Privacy standards are evolving in the ad tech industry, and BlueCava has launched many efforts in this area. Those include our adherence to IAB industry standards such as “opt out” for consumer screens. But there is another side to privacy that is seldom discussed but deserves attention – building a data processing system with built-in consumer anonymity. In this post, we will discuss the science behind one such effort by BlueCava as exemplified by a recent U.S. Patent application (United States 14/492,332).

Our core data science task at BlueCava consists of building algorithms and processes that can provide persistent, unique identifiers for screens, consumers and households. Our unique identifiers are anonymous. We do not rely on any Personally Identifiable Information (PII) to build them, which raises a measurement paradox for us. If we do not know the “true identity” of the screens we process in our system, how can we know we are delivering a highly accurate, anonymous identifier?

Contrast our situation with that of a closed-ad ecosystem such as Facebook. Major ad ecosystems frequently know the full identity of the users on their platform. Consequently, they protect the privacy of their users by anonymizing the identifiers they share with third parties. At BlueCava, we don’t have that information. Our BC ID, for example, is anonymous throughout our system.

Other companies might tackle this measurement conundrum by measuring their identifier accuracy on a small set for which they do have PII. There is one major drawback to this approach: It only measures accuracy on a small percentage of your data. You would be lucky if you could do this on 1% of your data.

As BlueCava does not use PII , our response is to start building the tools that satisfy both sides of this measurement challenge. We want to build measurement protocols that assure our clients we are delivering accurate results while simultaneously protecting the anonymity of our consumer data. This is exemplified by our recent patent titled “Measuring Web Browser Tag Properties Without True Unique Tags.”

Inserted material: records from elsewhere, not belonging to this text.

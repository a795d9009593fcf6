#![no_main]

use libfuzzer_sys::fuzz_target;

use granary_pool::{emission, PoolState};
use granary_types::{AccountId, Timestamp};

fn word(data: &[u8], i: usize) -> u64 {
    let o = i * 8;
    u64::from_le_bytes([
        data[o],
        data[o + 1],
        data[o + 2],
        data[o + 3],
        data[o + 4],
        data[o + 5],
        data[o + 6],
        data[o + 7],
    ])
}

// Fuzz the accumulator arithmetic with arbitrary pool shapes and clocks.
// Every path must return an error instead of panicking.
fuzz_target!(|data: &[u8]| {
    if data.len() < 64 {
        return;
    }

    let mut state = PoolState::uninitialized(AccountId::from("creator"), AccountId::from("pool"));
    state.total_staked = word(data, 0) as u128;
    state.reward_pool_balance = word(data, 1) as u128;
    state.acc_reward_per_share = word(data, 2) as u128;
    state.weekly_reward_budget = word(data, 3) as u128;
    state.reward_period_secs = word(data, 4);
    state.last_reward_update = Timestamp::new(word(data, 5));

    let now = Timestamp::new(word(data, 6));
    let staked = word(data, 7) as u128;

    if let Ok(advance) = emission::advance_accumulator(&state, now) {
        // The funded-periods clamp keeps emission within the pool.
        assert!(advance.emitted <= state.reward_pool_balance);
        let _ = emission::pending_reward(staked, advance.new_acc_reward_per_share, 0);
    }

    // These must never panic
    let _ = emission::pending_reward(staked, state.acc_reward_per_share, word(data, 0) as u128);
    let _ = emission::current_apy_bps(state.weekly_reward_budget, state.total_staked);
});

The basic idea behind the patent is that we have two unique identifiers at our disposal – the BC ID and, that workhorse of the Internet, the web browser cookie. Both identifiers are noisy labelers of the uniqueness of a device on the Internet. Cookies get deleted, and our BC ID makes the occasional mistake. These two identifiers will sometimes agree and sometimes disagree.

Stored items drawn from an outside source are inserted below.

//! Front matter through both directions: markdown → tree → markdown.

use fenced_matter_mdast::{Node, format, from_markdown, to_markdown, to_markdown::fenced};
use fenced_matter_syntax::{MatterConfig, MatterDescriptor, MatterEntry, Registry};
use insta::assert_snapshot;
use pretty_assertions::assert_eq;
use rstest::rstest;

fn yaml() -> Registry {
    Registry::default()
}

fn toml() -> Registry {
    Registry::new(Some(&"toml".into())).unwrap()
}

fn yaml_and_toml() -> Registry {
    Registry::new(Some(&MatterConfig::Kinds(vec![
        MatterEntry::Preset("yaml".into()),
        MatterEntry::Preset("toml".into()),
    ])))
    .unwrap()
}

fn custom() -> Registry {
    Registry::new(Some(
        &MatterDescriptor::new("custom").marker(("<", ">")).into(),
    ))
    .unwrap()
}

fn json() -> Registry {
    Registry::new(Some(&MatterDescriptor::new("json").fence(("{", "}")).into())).unwrap()
}

fn yaml_anywhere() -> Registry {
    Registry::new(Some(
        &MatterDescriptor::new("yaml").marker("-").anywhere(true).into(),
    ))
    .unwrap()
}

fn root(children: Vec<Node>) -> Node {
    Node::root(children)
}

#[rstest]
#[case::single_fence_is_thematic_break("---", yaml(), root(vec![Node::ThematicBreak]))]
#[case::empty_yaml("---\n---", yaml(), root(vec![Node::matter("yaml", "")]))]
#[case::suffix_after_fences("---  \n---\t ", yaml(), root(vec![Node::matter("yaml", "")]))]
#[case::content("---\na\nb\n---", yaml(), root(vec![Node::matter("yaml", "a\nb")]))]
#[case::lone_cr_line_endings("---\ra: 1\r---", yaml(), root(vec![Node::matter("yaml", "a: 1")]))]
#[case::blank_lines("---\na\n\nb\n---", yaml(), root(vec![Node::matter("yaml", "a\n\nb")]))]
#[case::toml("+++\na\n\nb\n+++", toml(), root(vec![Node::matter("toml", "a\n\nb")]))]
#[case::custom_marker("<<<\na\n\nb\n>>>", custom(), root(vec![Node::matter("custom", "a\n\nb")]))]
#[case::custom_fence("{\na\n\nb\n}", json(), root(vec![Node::matter("json", "a\n\nb")]))]
#[case::text_after_closing_fence(
    "---\n--- x",
    yaml(),
    root(vec![Node::ThematicBreak, Node::paragraph("--- x")])
)]
#[case::long_opening_fence("----\n---", yaml(), root(vec![Node::ThematicBreak, Node::ThematicBreak]))]
#[case::long_closing_fence("---\n----", yaml(), root(vec![Node::ThematicBreak, Node::ThematicBreak]))]
#[case::short_closing_fence("---\n--", yaml(), root(vec![Node::ThematicBreak, Node::paragraph("--")]))]
#[case::toml_opens_toml(
    "+++\ntitle = 1\n+++\n",
    yaml_and_toml(),
    root(vec![Node::matter("toml", "title = 1")])
)]
#[case::yaml_in_the_middle(
    "# Hello\n---\na\n\nb\n---\n+++",
    yaml(),
    root(vec![
        Node::heading(1, "Hello"),
        Node::ThematicBreak,
        Node::paragraph("a"),
        Node::paragraph("b"),
        Node::ThematicBreak,
        Node::paragraph("+++"),
    ])
)]
#[case::anywhere_in_the_middle(
    "# Hello\n---\na\n\nb\n---\n+++",
    yaml_anywhere(),
    root(vec![
        Node::heading(1, "Hello"),
        Node::matter("yaml", "a\n\nb"),
        Node::paragraph("+++"),
    ])
)]
fn builds_tree(#[case] source: &str, #[case] registry: Registry, #[case] expected: Node) {
    assert_eq!(from_markdown(source, &registry), expected);
}

// No setext headings and no indented block markers: look-alikes become
// paragraphs and thematic breaks.
#[rstest]
#[case::indented_opening_fence(
    " ---\n---",
    vec![Node::paragraph("---"), Node::ThematicBreak]
)]
#[case::indented_closing_fence(
    "---\n ---",
    vec![Node::ThematicBreak, Node::paragraph("---")]
)]
#[case::other_characters_after_opening_fence(
    "--- --\n---",
    vec![Node::ThematicBreak, Node::ThematicBreak]
)]
#[case::short_opening_fence("--\n---", vec![Node::paragraph("--"), Node::ThematicBreak])]
#[case::unclosed(
    "---\ntitle: x\n",
    vec![Node::ThematicBreak, Node::paragraph("title: x")]
)]
#[case::after_blank_line(
    "\n---\na\n---\n",
    vec![Node::ThematicBreak, Node::paragraph("a"), Node::ThematicBreak]
)]
fn never_front_matter(#[case] source: &str, #[case] expected: Vec<Node>) {
    assert_eq!(from_markdown(source, &yaml()), root(expected));
}

#[rstest]
fn round_trips_every_kind(
    #[values(yaml_and_toml(), custom(), json())] registry: Registry,
    #[values("", "a", "a\nb", "a\n\nb", "\nleading blank", "key: [1, 2]")] value: &str,
) {
    for (_, kind) in registry.iter() {
        let source = fenced(kind.open(), kind.close(), value);
        let tree = from_markdown(&source, &registry);
        assert_eq!(tree, root(vec![Node::matter(kind.name(), value)]));
        assert_eq!(to_markdown(&tree, &registry).unwrap(), format!("{source}\n"));
    }
}

#[test]
fn boundary_line_endings_are_trimmed_once() {
    assert_eq!(
        from_markdown("---\n---", &yaml()),
        root(vec![Node::matter("yaml", "")])
    );
    assert_eq!(
        from_markdown("---\nline1\n\nline2\n---", &yaml()),
        root(vec![Node::matter("yaml", "line1\n\nline2")])
    );
}

#[test]
fn empty_yaml_serializes_to_adjacent_fences() {
    let tree = root(vec![Node::matter("yaml", "")]);
    assert_eq!(to_markdown(&tree, &yaml()).unwrap(), "---\n---\n");
}

#[test]
fn toml_scenario() {
    let registry =
        Registry::new(Some(&MatterDescriptor::new("toml").fence("+++").into())).unwrap();
    let tree = from_markdown("+++\na\n\nb\n+++", &registry);
    assert_eq!(tree, root(vec![Node::matter("toml", "a\n\nb")]));
    assert_eq!(to_markdown(&tree, &registry).unwrap(), "+++\na\n\nb\n+++\n");
}

#[test]
fn escapes_what_would_otherwise_be_custom_matter() {
    let tree = root(vec![Node::text("<<<\na\n\nb\n>>>")]);
    assert_eq!(
        to_markdown(&tree, &custom()).unwrap(),
        "\\<<<\na\n\nb\n\\>>>\n"
    );
}

#[rstest]
#[case::yaml(yaml(), "---\nx\n---")]
#[case::toml(toml(), "+++\nx\n+++")]
#[case::custom(custom(), "<<<\nx\n>>>")]
#[case::json(json(), "{\nx\n}")]
fn fence_like_text_reads_back_as_text(#[case] registry: Registry, #[case] text: &str) {
    let tree = root(vec![Node::paragraph(text)]);
    let markdown = to_markdown(&tree, &registry).unwrap();
    assert_eq!(from_markdown(&markdown, &registry), tree);
}

#[test]
fn serializer_without_the_kind_fails() {
    let tree = root(vec![Node::matter("toml", "a")]);
    assert!(to_markdown(&tree, &yaml()).is_err());
}

#[test]
fn registry_and_extension_are_shareable() {
    fn assert_send_sync<T: Send + Sync>() {}
    assert_send_sync::<Registry>();
    assert_send_sync::<fenced_matter_mdast::FrontmatterToMarkdown>();
}

#[test]
fn format_document() {
    let source = "+++\ntitle = \"Notes\"\n+++\n# Notes\n\n+++ not a fence\n\n- first\n-second\n\n```\nlet a = 1;\n```\n";
    assert_snapshot!(format(source, &yaml_and_toml()).unwrap(), @r#"
    +++
    title = "Notes"
    +++

    # Notes

    \+++ not a fence

    * first

    \-second

    ```
    let a = 1;
    ```
    "#);
}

The mathematical pattern of their joint labels can be turned into an algebraic system of equations. One side of these equations is the number of times our BC ID agrees or disagrees with the cookie of a third party. On the other side are the average accuracy of our BC ID and the cookies. Magically, the ensemble of eight equations can be solved to provide us exactly with what we want – the accuracy of our BC ID.

There is something satisfying about our solution to this measurement problem. We have many individual data points. On each individual one, we do not know if our BC ID or the cookie is correct. But put together, we can arrive at a statistical measure of accuracy. The math encodes our privacy respecting protocol: Into it go anonymous decisions, out comes our average accuracy.

By the way, if you are curious, we typically measure our BC ID accuracy to be about 99% accurate on consecutive appearances of a device, while cookies are 91% accurate. That seemingly small difference means that our BC ID lives about 100 days on average, versus cookies that typically live about 100 hours.